What you need to do — Exactly the lines from the opening of the data through the line containing "Ok(count > 0)" should be reproduced, please, with nothing added.

Record extracts —
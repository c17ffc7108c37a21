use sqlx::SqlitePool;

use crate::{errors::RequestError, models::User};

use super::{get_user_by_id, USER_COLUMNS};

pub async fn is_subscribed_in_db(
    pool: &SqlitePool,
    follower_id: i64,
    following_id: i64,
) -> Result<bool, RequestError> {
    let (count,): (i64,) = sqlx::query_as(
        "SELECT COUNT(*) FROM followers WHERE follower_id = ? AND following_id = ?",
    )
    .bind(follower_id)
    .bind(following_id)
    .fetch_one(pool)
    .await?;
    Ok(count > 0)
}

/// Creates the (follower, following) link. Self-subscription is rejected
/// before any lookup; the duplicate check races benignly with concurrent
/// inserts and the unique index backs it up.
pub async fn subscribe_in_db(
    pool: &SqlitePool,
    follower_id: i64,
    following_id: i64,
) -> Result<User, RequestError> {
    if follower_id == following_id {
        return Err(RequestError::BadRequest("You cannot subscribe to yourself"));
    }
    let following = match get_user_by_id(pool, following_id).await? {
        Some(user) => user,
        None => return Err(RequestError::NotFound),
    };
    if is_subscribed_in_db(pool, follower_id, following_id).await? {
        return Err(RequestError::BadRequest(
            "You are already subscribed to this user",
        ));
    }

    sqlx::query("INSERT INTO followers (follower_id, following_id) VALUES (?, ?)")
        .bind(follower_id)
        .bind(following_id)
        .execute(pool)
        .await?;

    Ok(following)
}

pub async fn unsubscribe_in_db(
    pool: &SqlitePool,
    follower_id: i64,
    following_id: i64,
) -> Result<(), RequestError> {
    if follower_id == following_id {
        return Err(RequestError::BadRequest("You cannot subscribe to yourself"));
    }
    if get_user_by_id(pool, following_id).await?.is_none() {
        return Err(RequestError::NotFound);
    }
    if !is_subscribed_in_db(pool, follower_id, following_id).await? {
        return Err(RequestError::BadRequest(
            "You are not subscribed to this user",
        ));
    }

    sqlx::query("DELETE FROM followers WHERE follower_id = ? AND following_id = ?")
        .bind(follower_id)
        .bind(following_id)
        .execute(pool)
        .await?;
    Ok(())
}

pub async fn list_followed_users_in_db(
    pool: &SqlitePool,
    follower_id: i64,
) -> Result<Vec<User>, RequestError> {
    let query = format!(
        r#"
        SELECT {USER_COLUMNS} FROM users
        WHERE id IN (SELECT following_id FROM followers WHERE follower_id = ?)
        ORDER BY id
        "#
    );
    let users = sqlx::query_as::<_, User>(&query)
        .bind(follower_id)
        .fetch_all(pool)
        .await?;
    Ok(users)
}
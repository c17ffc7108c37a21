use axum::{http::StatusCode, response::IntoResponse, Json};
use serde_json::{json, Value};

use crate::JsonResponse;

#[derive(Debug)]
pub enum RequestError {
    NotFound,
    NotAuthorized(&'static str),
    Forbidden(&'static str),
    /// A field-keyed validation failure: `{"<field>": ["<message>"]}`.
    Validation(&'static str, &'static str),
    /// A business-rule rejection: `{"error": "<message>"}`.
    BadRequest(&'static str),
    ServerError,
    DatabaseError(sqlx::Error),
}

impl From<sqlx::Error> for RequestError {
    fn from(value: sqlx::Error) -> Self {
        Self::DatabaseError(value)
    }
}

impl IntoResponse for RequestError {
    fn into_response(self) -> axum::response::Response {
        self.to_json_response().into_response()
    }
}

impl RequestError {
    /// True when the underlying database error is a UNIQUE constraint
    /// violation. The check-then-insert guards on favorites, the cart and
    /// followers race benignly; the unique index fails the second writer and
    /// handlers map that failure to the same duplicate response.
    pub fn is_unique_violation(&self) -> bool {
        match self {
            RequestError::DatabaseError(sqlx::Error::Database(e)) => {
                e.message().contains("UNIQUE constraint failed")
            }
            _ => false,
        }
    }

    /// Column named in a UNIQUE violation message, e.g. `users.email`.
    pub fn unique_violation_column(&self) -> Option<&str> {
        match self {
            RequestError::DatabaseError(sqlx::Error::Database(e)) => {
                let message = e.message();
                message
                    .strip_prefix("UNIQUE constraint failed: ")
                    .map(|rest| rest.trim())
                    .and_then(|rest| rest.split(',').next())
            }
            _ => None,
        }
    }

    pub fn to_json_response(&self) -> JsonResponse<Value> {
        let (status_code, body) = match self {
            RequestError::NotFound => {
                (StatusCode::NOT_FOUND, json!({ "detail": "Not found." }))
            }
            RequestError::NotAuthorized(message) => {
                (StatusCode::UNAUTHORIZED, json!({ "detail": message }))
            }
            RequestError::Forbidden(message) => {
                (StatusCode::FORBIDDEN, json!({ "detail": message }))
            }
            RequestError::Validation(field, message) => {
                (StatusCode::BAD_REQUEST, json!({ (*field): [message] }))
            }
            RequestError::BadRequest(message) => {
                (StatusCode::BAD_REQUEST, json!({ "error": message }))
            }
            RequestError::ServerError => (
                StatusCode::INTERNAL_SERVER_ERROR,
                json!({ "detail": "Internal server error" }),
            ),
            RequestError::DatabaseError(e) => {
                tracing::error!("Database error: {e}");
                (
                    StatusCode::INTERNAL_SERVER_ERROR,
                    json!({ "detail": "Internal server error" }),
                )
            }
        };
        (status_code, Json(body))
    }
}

Response to this exercise —
repository c17ffc7108c37a21
use sqlx::SqlitePool;

use crate::{errors::RequestError, models::User};

use super::{get_user_by_id, USER_COLUMNS};

pub async fn is_subscribed_in_db(
    pool: &SqlitePool,
    follower_id: i64,
    following_id: i64,
) -> Result<bool, RequestError> {
    let (count,): (i64,) = sqlx::query_as(
        "SELECT COUNT(*) FROM followers WHERE follower_id = ? AND following_id = ?",
    )
    .bind(follower_id)
    .bind(following_id)
    .fetch_one(pool)
    .await?;
    Ok(count > 0)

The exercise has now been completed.